▸ Records supplied:

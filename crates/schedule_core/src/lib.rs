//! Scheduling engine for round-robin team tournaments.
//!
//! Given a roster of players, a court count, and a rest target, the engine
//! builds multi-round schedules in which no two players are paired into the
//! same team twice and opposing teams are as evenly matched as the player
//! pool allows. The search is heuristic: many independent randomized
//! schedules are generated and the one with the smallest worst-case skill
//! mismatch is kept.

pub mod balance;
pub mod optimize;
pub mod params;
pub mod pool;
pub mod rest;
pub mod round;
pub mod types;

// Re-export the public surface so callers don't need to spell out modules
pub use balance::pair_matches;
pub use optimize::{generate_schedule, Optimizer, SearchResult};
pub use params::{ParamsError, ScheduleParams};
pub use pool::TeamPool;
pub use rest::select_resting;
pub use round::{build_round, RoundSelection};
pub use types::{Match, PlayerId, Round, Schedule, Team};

▸ What needs to be done:
Only the lines from the one containing "pub use rest::select_resting;" through the last line of the records belong in the answer, each written out exactly.

▸ Response to this exercise:
pub use rest::select_resting;
pub use round::{build_round, RoundSelection};
pub use types::{Match, PlayerId, Round, Schedule, Team};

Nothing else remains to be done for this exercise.